This is now happening with the original method of setting up location extensions manually. I first noticed the change when I logged into my account and had the warning that my location extensions were no longer running. After clicking through to the help page, I saw this message:

location_extension_update

With manual, or “not upgraded” location extensions you could type in the addresses you wanted to show with your campaigns. Now, you are going to be required to have a My Business account to use location extensions in AdWords.

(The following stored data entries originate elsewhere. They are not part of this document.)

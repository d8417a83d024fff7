//! Logging setup and event macros.
//!
//! Output goes to stderr; stdout carries the JSON-RPC stream when serving.
//!
//! # Configuration
//!
//! ```toml
//! [logging]
//! default = "warn"            # quiet by default
//!
//! [logging.modules]
//! "livetest::server" = "debug"
//! ```
//!
//! `RUST_LOG` takes precedence over config:
//! ```bash
//! RUST_LOG=debug livetest serve
//! RUST_LOG=livetest::server=trace livetest serve
//! ```

use std::sync::Once;
use tracing_subscriber::fmt::time::FormatTime;
use tracing_subscriber::layer::SubscriberExt;
use tracing_subscriber::util::SubscriberInitExt;
use tracing_subscriber::{EnvFilter, Layer};

use crate::config::LoggingConfig;

static INIT: Once = Once::new();

/// Compact time format: HH:MM:SS.mmm
struct CompactTime;

impl FormatTime for CompactTime {
    fn format_time(&self, w: &mut tracing_subscriber::fmt::format::Writer<'_>) -> std::fmt::Result {
        write!(w, "{}", chrono::Local::now().format("%H:%M:%S%.3f"))
    }
}

/// Filter directives for `config`: the default level, then each override.
pub fn filter_directives(config: &LoggingConfig) -> String {
    let mut directives = config.default.clone();
    let mut modules: Vec<_> = config.modules.iter().collect();
    modules.sort();
    for (module, level) in modules {
        directives.push_str(&format!(",{module}={level}"));
    }
    directives
}

/// Initialize logging. Only the first call takes effect.
pub fn init_with_config(config: &LoggingConfig) {
    INIT.call_once(|| {
        let filter = if std::env::var("RUST_LOG").is_ok() {
            EnvFilter::from_default_env()
        } else {
            EnvFilter::new(filter_directives(config))
        };

        let fmt_layer = tracing_subscriber::fmt::layer()
            .with_writer(std::io::stderr)
            .with_target(true)
            .with_timer(CompactTime)
            .with_level(true)
            .with_filter(filter);

        tracing_subscriber::registry().with(fmt_layer).init();
    });
}

pub fn init() {
    init_with_config(&LoggingConfig::default());
}

/// Log an event with component context.
///
/// # Examples
/// ```ignore
/// log_event!("server", "started");
/// log_event!("registry", "loaded", "{} operations", count);
/// ```
#[macro_export]
macro_rules! log_event {
    ($component:expr, $event:expr) => {
        tracing::info!("[{}] {}", $component, $event)
    };
    ($component:expr, $event:expr, $($arg:tt)*) => {
        tracing::info!("[{}] {}: {}", $component, $event, format!($($arg)*))
    };
}

/// Debug-only event logging.
///
/// # Examples
/// ```ignore
/// debug_event!("binding", "dropped", "{}", key);
/// ```
#[macro_export]
macro_rules! debug_event {
    ($component:expr, $event:expr) => {
        tracing::debug!("[{}] {}", $component, $event)
    };
    ($component:expr, $event:expr, $($arg:tt)*) => {
        tracing::debug!("[{}] {}: {}", $component, $event, format!($($arg)*))
    };
}

#[cfg(test)]
mod tests {
    use super::*;

    #[test]
    fn test_filter_directives_include_overrides() {
        let mut config = LoggingConfig::default();
        assert_eq!(filter_directives(&config), "warn");

        config
            .modules
            .insert("livetest::server".to_string(), "debug".to_string());
        config
            .modules
            .insert("livetest::framing".to_string(), "trace".to_string());
        assert_eq!(
            filter_directives(&config),
            "warn,livetest::framing=trace,livetest::server=debug"
        );
    }
}
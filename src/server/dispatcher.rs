//! The read loop and per-request pipeline.
//!
//! One task reads frames; each decoded message is handled on its own task,
//! so responses may leave in a different order than requests arrived. At most
//! `max_in_flight` handlers run at once; the reader waits for a free slot
//! before pulling the next message.

use std::sync::Arc;
use std::sync::atomic::{AtomicBool, Ordering};

use serde::Deserialize;
use serde_json::Value;
use tokio::io::{AsyncRead, AsyncWrite};
use tokio::sync::Semaphore;
use tokio::task::JoinSet;
use tokio_util::sync::CancellationToken;

use super::binding::bind_invocation;
use super::error::ServerError;
use super::executor::CommandExecutor;
use super::providers::CredentialProviders;
use crate::config::ServerConfig;
use crate::convert::NullHandling;
use crate::framing::{FrameLimits, FrameReader, SharedFrameWriter};
use crate::protocol::{
    LiveTestRequest, LiveTestResponse, RecordingTracer, codes, translate_credentials,
};
use crate::schema::{ModuleRegistry, ResponseTypeData};

pub const DEFAULT_MAX_IN_FLIGHT: usize = 64;

/// Tunables for a server run.
#[derive(Debug, Clone, Copy, PartialEq, Eq)]
pub struct ServerOptions {
    pub limits: FrameLimits,
    pub nulls: NullHandling,
    /// Requests handled concurrently. Zero is treated as one.
    pub max_in_flight: usize,
}

impl Default for ServerOptions {
    fn default() -> Self {
        Self {
            limits: FrameLimits::default(),
            nulls: NullHandling::default(),
            max_in_flight: DEFAULT_MAX_IN_FLIGHT,
        }
    }
}

impl From<&ServerConfig> for ServerOptions {
    fn from(config: &ServerConfig) -> Self {
        Self {
            limits: FrameLimits {
                max_header_line: config.max_header_line,
                max_batch_size: config.max_batch_size,
                max_content_length: config.max_content_length,
            },
            nulls: NullHandling::from_include(config.include_nulls),
            max_in_flight: config.max_in_flight,
        }
    }
}

/// State shared by every worker task.
struct Dispatch {
    registry: ModuleRegistry,
    executor: Arc<dyn CommandExecutor>,
    providers: CredentialProviders,
    nulls: NullHandling,
}

impl Dispatch {
    async fn handle(&self, message: Value) -> Option<LiveTestResponse> {
        let mut request = match LiveTestRequest::deserialize(&message) {
            Ok(request) => request,
            Err(e) => return undecodable(&message, &e),
        };
        crate::debug_event!("dispatch", "request", "{} {}", request.id, request.method);

        if let Err(e) = translate_credentials(&mut request) {
            tracing::warn!("[dispatch] request {}: {e}", request.id);
            return Some(LiveTestResponse::from_exception(
                &request.id,
                &e,
                codes::INVALID_PARAMS,
            ));
        }

        let Some(operation) = self.registry.operation(&request.method) else {
            tracing::warn!(
                "[dispatch] request {}: unknown operation '{}'",
                request.id,
                request.method
            );
            return Some(LiveTestResponse::error(
                &request.id,
                codes::METHOD_NOT_FOUND,
                format!("Operation '{}' is not available", request.method),
            ));
        };

        let mut invocation = bind_invocation(&request, operation);
        if let Err(e) = self
            .providers
            .apply_all(request.credentials(), &mut invocation)
        {
            tracing::warn!("[dispatch] request {}: {e}", request.id);
            return Some(LiveTestResponse::from_exception(
                &request.id,
                &e,
                codes::INTERNAL_ERROR,
            ));
        }

        let tracer = RecordingTracer::new();
        let response = match self.executor.execute(&invocation, &tracer).await {
            Ok(execution) => LiveTestResponse::from_execution(
                &request,
                &execution,
                &tracer,
                operation
                    .response_type
                    .as_ref()
                    .map(ResponseTypeData::resolved),
                self.nulls,
            ),
            Err(e) => {
                tracing::error!("[dispatch] {} failed: {e}", invocation.command);
                LiveTestResponse::from_exception(&request.id, &e, codes::INTERNAL_ERROR)
            }
        };

        crate::log_event!(
            "dispatch",
            "handled",
            "{} {} ({})",
            request.id,
            operation.operation_id,
            if response.is_error() { "error" } else { "ok" }
        );
        Some(response)
    }
}

/// Answer with -32600 when the message carries an id, otherwise drop it.
fn undecodable(message: &Value, error: &serde_json::Error) -> Option<LiveTestResponse> {
    let id = match message.get("id") {
        Some(Value::String(id)) => id.clone(),
        Some(Value::Number(id)) => id.to_string(),
        _ => {
            tracing::warn!("[dispatch] dropping message without id: {error}");
            return None;
        }
    };
    tracing::warn!("[dispatch] request {id} is not a valid request: {error}");
    Some(LiveTestResponse::error(
        id,
        codes::INVALID_REQUEST,
        format!("Invalid request: {error}"),
    ))
}

/// Serves JSON-RPC requests against a loaded module.
pub struct LiveTestServer {
    dispatch: Arc<Dispatch>,
    limits: FrameLimits,
    max_in_flight: usize,
    shutdown: CancellationToken,
    running: AtomicBool,
}

impl LiveTestServer {
    pub fn new(
        registry: ModuleRegistry,
        executor: Arc<dyn CommandExecutor>,
        providers: CredentialProviders,
        options: ServerOptions,
    ) -> Self {
        Self {
            dispatch: Arc::new(Dispatch {
                registry,
                executor,
                providers,
                nulls: options.nulls,
            }),
            limits: options.limits,
            max_in_flight: options.max_in_flight.max(1),
            shutdown: CancellationToken::new(),
            running: AtomicBool::new(false),
        }
    }

    /// Handle one decoded message without any transport.
    pub async fn handle_message(&self, message: Value) -> Option<LiveTestResponse> {
        self.dispatch.handle(message).await
    }

    pub fn is_running(&self) -> bool {
        self.running.load(Ordering::SeqCst)
    }

    /// Stop reading. Requests already dispatched still get their responses.
    ///
    /// A stopped server cannot be run again.
    pub fn stop(&self) {
        self.shutdown.cancel();
    }

    /// Token cancelled by [`stop`](Self::stop), for wiring to signals.
    pub fn shutdown_token(&self) -> CancellationToken {
        self.shutdown.clone()
    }

    /// Read requests from `input` and write responses to `output` until the
    /// input ends, [`stop`](Self::stop) is called, or an unrecoverable
    /// protocol error occurs.
    pub async fn run<R, W>(&self, input: R, output: W) -> Result<(), ServerError>
    where
        R: AsyncRead + Unpin,
        W: AsyncWrite + Unpin + Send + 'static,
    {
        if self.running.swap(true, Ordering::SeqCst) {
            return Err(ServerError::AlreadyRunning);
        }
        crate::log_event!("server", "started");

        let mut reader = FrameReader::with_limits(input, self.limits);
        let writer = SharedFrameWriter::new(output);
        let slots = Arc::new(Semaphore::new(self.max_in_flight));
        let mut workers = JoinSet::new();

        let outcome = loop {
            // The permit is taken before reading so no message is left waiting
            let permit = tokio::select! {
                biased;
                _ = self.shutdown.cancelled() => None,
                permit = Arc::clone(&slots).acquire_owned() => permit.ok(),
            };
            let Some(permit) = permit else {
                crate::log_event!("server", "stopping", "stop requested");
                break Ok(());
            };

            let next = tokio::select! {
                biased;
                _ = self.shutdown.cancelled() => None,
                next = reader.read_message() => Some(next),
            };
            let Some(next) = next else {
                crate::log_event!("server", "stopping", "stop requested");
                break Ok(());
            };

            match next {
                Ok(Some(message)) => {
                    let dispatch = Arc::clone(&self.dispatch);
                    let writer = writer.clone();
                    workers.spawn(async move {
                        let _permit = permit;
                        let Some(response) = dispatch.handle(message).await else {
                            return;
                        };
                        if let Err(e) = writer.write(&response).await {
                            tracing::error!(
                                "[server] failed to write response {}: {e}",
                                response.id
                            );
                        }
                    });
                }
                Ok(None) => {
                    crate::log_event!("server", "stopping", "input closed");
                    break Ok(());
                }
                Err(e) if e.is_recoverable() => {
                    tracing::warn!("[server] skipping message: {e}");
                }
                Err(e) => {
                    tracing::error!("[server] protocol error: {e}");
                    break Err(ServerError::from(e));
                }
            }

            while let Some(done) = workers.try_join_next() {
                if let Err(e) = done {
                    tracing::error!("[server] worker failed: {e}");
                }
            }
        };

        while let Some(done) = workers.join_next().await {
            if let Err(e) = done {
                tracing::error!("[server] worker failed: {e}");
            }
        }

        self.running.store(false, Ordering::SeqCst);
        crate::log_event!("server", "stopped");
        outcome
    }
}
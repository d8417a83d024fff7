//! Request dispatch: binds each JSON-RPC request to an operation of the
//! loaded module, runs it through a [`CommandExecutor`] and writes the
//! response back on the same stream.

pub mod binding;
pub mod dispatcher;
pub mod error;
pub mod executor;
pub mod providers;

pub use binding::bind_invocation;
pub use dispatcher::{DEFAULT_MAX_IN_FLIGHT, LiveTestServer, ServerOptions};
pub use error::{ExecutionError, ServerError};
pub use executor::{CommandExecutor, CredentialStep, EchoExecutor, OperationInvocation};
pub use providers::{AzureCredentialProvider, CredentialProvider, CredentialProviders};
//! Error types for the dispatcher.

use thiserror::Error;

use crate::framing::ProtocolError;
use crate::schema::RegistryError;

/// Errors ending a server run.
#[derive(Error, Debug)]
pub enum ServerError {
    #[error("Protocol error: {0}")]
    Protocol(#[from] ProtocolError),

    #[error("Registry error: {0}")]
    Registry(#[from] RegistryError),

    #[error("Server is already running")]
    AlreadyRunning,
}

/// Errors raised by a command executor instead of a result set.
#[derive(Error, Debug)]
pub enum ExecutionError {
    #[error("Command '{command}' could not be started: {reason}")]
    Launch { command: String, reason: String },

    #[error("Command '{command}' was cancelled")]
    Cancelled { command: String },

    #[error("Executor I/O error: {0}")]
    Io(#[from] std::io::Error),

    #[error("{0}")]
    Other(String),
}
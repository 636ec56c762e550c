//! Host pipe capability layer.
//!
//! The hardware FIFO/register interface is consumed through [`HostBus`]
//! only; one implementation exists per target platform and the tests
//! provide a scripted mock. The contract is byte-oriented on purpose,
//! matching the banked FIFOs this stack is written for.

/// Host-side pipe index. Pipe 0 is always the control pipe.
#[repr(transparent)]
#[derive(Debug, Clone, Copy, PartialEq, Eq, PartialOrd, Ord, Hash)]
pub struct PipeNumber(pub u8);

impl PipeNumber {
    pub const CONTROL: Self = Self(0);
}

/// Token the selected pipe issues on the bus.
#[derive(Debug, Clone, Copy, PartialEq, Eq)]
pub enum PipeToken {
    Setup,
    In,
    Out,
}

/// Named per-pipe hardware conditions.
///
/// Flags are queried and cleared for the currently selected pipe.
#[derive(Debug, Clone, Copy, PartialEq, Eq)]
pub enum PipeCondition {
    /// A setup packet has been acknowledged by the device.
    SetupSent,
    /// An IN bank holds received data.
    InReceived,
    /// An OUT bank has been transmitted and is free again.
    OutReady,
    /// The device answered the last transaction with a STALL handshake.
    Stalled,
    /// CRC/timeout/PID bus error on the selected pipe.
    BusError,
}

/// Capability interface over one USB host controller.
///
/// All pipe operations act on the currently selected pipe. Writes go
/// into the current bank and are transmitted by [`commit_bank`];
/// committing an IN bank releases it for the next packet instead.
///
/// [`commit_bank`]: HostBus::commit_bank
pub trait HostBus {
    /// Binds a pipe to a device endpoint address and packet size.
    fn configure_pipe(&mut self, pipe: PipeNumber, token: PipeToken, endpoint: u8, max_packet: u16);

    fn select_pipe(&mut self, pipe: PipeNumber);

    fn set_token(&mut self, token: PipeToken);

    fn freeze(&mut self);

    fn unfreeze(&mut self);

    fn read_byte(&mut self) -> u8;

    fn write_byte(&mut self, byte: u8);

    /// Number of unread bytes in the current bank.
    fn bytes_in_bank(&self) -> u16;

    /// Whether a bank is ready to be read from or written to.
    fn bank_ready(&self) -> bool;

    /// Transmits (OUT/SETUP) or releases (IN) the current bank.
    fn commit_bank(&mut self);

    fn has_occurred(&self, condition: PipeCondition) -> bool;

    fn clear(&mut self, condition: PipeCondition);

    /// Resets the pipe's banks and flags to a known state.
    fn reset_pipe(&mut self, pipe: PipeNumber);

    /// Whether a device is still attached to the port.
    fn is_connected(&self) -> bool;

    /// Blocks until the next start-of-frame, roughly one millisecond.
    fn wait_frame(&mut self);
}
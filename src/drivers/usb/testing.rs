//! Scripted in-memory host controller used by the unit tests.

use super::pipe::*;
use std::collections::{BTreeMap, VecDeque};

/// One mock pipe: staged bytes become an OUT bank on commit, scripted
/// IN banks are consumed front to back.
#[derive(Debug, Default)]
pub struct MockPipe {
    pub frozen: bool,
    pub stalled: bool,
    pub bus_error: bool,
    pub setup_sent: bool,
    pub out_ready: bool,
    pub token: Option<PipeToken>,
    pub endpoint: u8,
    pub max_packet: u16,
    pub staged: Vec<u8>,
    pub out_banks: Vec<Vec<u8>>,
    pub in_banks: VecDeque<VecDeque<u8>>,
}

impl MockPipe {
    pub fn queue_in_bank(&mut self, bytes: &[u8]) {
        self.in_banks.push_back(bytes.iter().copied().collect());
    }
}

pub struct MockBus {
    pub connected: bool,
    /// When false the device never acknowledges a setup packet.
    pub ack_setup: bool,
    /// Drop the connection after this many data bytes have been read.
    pub disconnect_after_reads: Option<usize>,
    pub resets: Vec<PipeNumber>,
    pub configured: Vec<(PipeNumber, PipeToken, u8, u16)>,
    pub frames: u32,
    selected: u8,
    tokens: Vec<PipeToken>,
    written: usize,
    reads: usize,
    pipes: BTreeMap<u8, MockPipe>,
}

impl MockBus {
    pub fn new() -> Self {
        let mut pipes = BTreeMap::new();
        for n in 0..8 {
            pipes.insert(n, MockPipe::default());
        }
        Self {
            connected: true,
            ack_setup: true,
            disconnect_after_reads: None,
            resets: Vec::new(),
            configured: Vec::new(),
            frames: 0,
            selected: 0,
            tokens: Vec::new(),
            written: 0,
            reads: 0,
            pipes,
        }
    }

    pub fn pipe(&self, pipe: PipeNumber) -> &MockPipe {
        self.pipes.get(&pipe.0).unwrap()
    }

    pub fn pipe_mut(&mut self, pipe: PipeNumber) -> &mut MockPipe {
        self.pipes.get_mut(&pipe.0).unwrap()
    }

    pub fn tokens_set(&self) -> &[PipeToken] {
        &self.tokens
    }

    pub fn written_byte_count(&self) -> usize {
        self.written
    }

    fn current(&self) -> &MockPipe {
        self.pipes.get(&self.selected).unwrap()
    }

    fn current_mut(&mut self) -> &mut MockPipe {
        self.pipes.get_mut(&self.selected).unwrap()
    }
}

impl HostBus for MockBus {
    fn configure_pipe(
        &mut self,
        pipe: PipeNumber,
        token: PipeToken,
        endpoint: u8,
        max_packet: u16,
    ) {
        self.configured.push((pipe, token, endpoint, max_packet));
        let state = self.pipe_mut(pipe);
        state.token = Some(token);
        state.endpoint = endpoint;
        state.max_packet = max_packet;
    }

    fn select_pipe(&mut self, pipe: PipeNumber) {
        self.selected = pipe.0;
    }

    fn set_token(&mut self, token: PipeToken) {
        self.tokens.push(token);
        self.current_mut().token = Some(token);
    }

    fn freeze(&mut self) {
        self.current_mut().frozen = true;
    }

    fn unfreeze(&mut self) {
        self.current_mut().frozen = false;
    }

    fn read_byte(&mut self) -> u8 {
        self.reads += 1;
        if let Some(limit) = self.disconnect_after_reads {
            if self.reads >= limit {
                self.connected = false;
            }
        }
        self.current_mut()
            .in_banks
            .front_mut()
            .and_then(|bank| bank.pop_front())
            .unwrap_or(0)
    }

    fn write_byte(&mut self, byte: u8) {
        self.written += 1;
        self.current_mut().staged.push(byte);
    }

    fn bytes_in_bank(&self) -> u16 {
        self.current()
            .in_banks
            .front()
            .map(|bank| bank.len() as u16)
            .unwrap_or(0)
    }

    fn bank_ready(&self) -> bool {
        match self.current().token {
            Some(PipeToken::In) => !self.current().in_banks.is_empty(),
            _ => true,
        }
    }

    fn commit_bank(&mut self) {
        let ack_setup = self.ack_setup;
        let pipe = self.current_mut();
        match pipe.token {
            Some(PipeToken::In) => {
                pipe.in_banks.pop_front();
            }
            Some(PipeToken::Setup) => {
                let bank = core::mem::take(&mut pipe.staged);
                pipe.out_banks.push(bank);
                if ack_setup {
                    pipe.setup_sent = true;
                }
            }
            _ => {
                let bank = core::mem::take(&mut pipe.staged);
                pipe.out_banks.push(bank);
                pipe.out_ready = true;
            }
        }
    }

    fn has_occurred(&self, condition: PipeCondition) -> bool {
        let pipe = self.current();
        match condition {
            PipeCondition::SetupSent => pipe.setup_sent,
            // the device always answers an IN token: scripted data if
            // queued, otherwise a zero-length packet
            PipeCondition::InReceived => true,
            PipeCondition::OutReady => pipe.out_ready,
            PipeCondition::Stalled => pipe.stalled,
            PipeCondition::BusError => pipe.bus_error,
        }
    }

    fn clear(&mut self, condition: PipeCondition) {
        let pipe = self.current_mut();
        match condition {
            PipeCondition::SetupSent => pipe.setup_sent = false,
            PipeCondition::InReceived => {
                if pipe.in_banks.front().is_some_and(|bank| bank.is_empty()) {
                    pipe.in_banks.pop_front();
                }
            }
            PipeCondition::OutReady => pipe.out_ready = false,
            PipeCondition::Stalled => pipe.stalled = false,
            PipeCondition::BusError => pipe.bus_error = false,
        }
    }

    fn reset_pipe(&mut self, pipe: PipeNumber) {
        self.resets.push(pipe);
        let state = self.pipe_mut(pipe);
        state.stalled = false;
        state.bus_error = false;
        state.setup_sent = false;
        state.out_ready = false;
        state.staged.clear();
    }

    fn is_connected(&self) -> bool {
        self.connected
    }

    fn wait_frame(&mut self) {
        self.frames += 1;
    }
}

How To Get Upgraded Location Extensions

1. Create a Google My Business (formerly Google Places) account. You can sign up for an account here: www.google.com/business

2. Link your Google My Business account to your AdWords account. From the Ad Extensions tab, select Location extensions from the drop down menu. Click and the red “+ Extension” button and you’ll be directed to log into your My Business account. upgraded location extensions

It will default to the email your are logged into AdWords with, but you can choose “use a different account” to sign into your My Business account.

3. Filter your My Business addresses. If you have more than one business address in your account, you can set a filter to only use certain addresses in AdWords. You set these filters using the business names or categories from your My Business account.

location extension filters

I haven’t found a specific date yet for when manual/”not upgraded” location extensions will be phased out, but better to prepare for upgraded location extensions now.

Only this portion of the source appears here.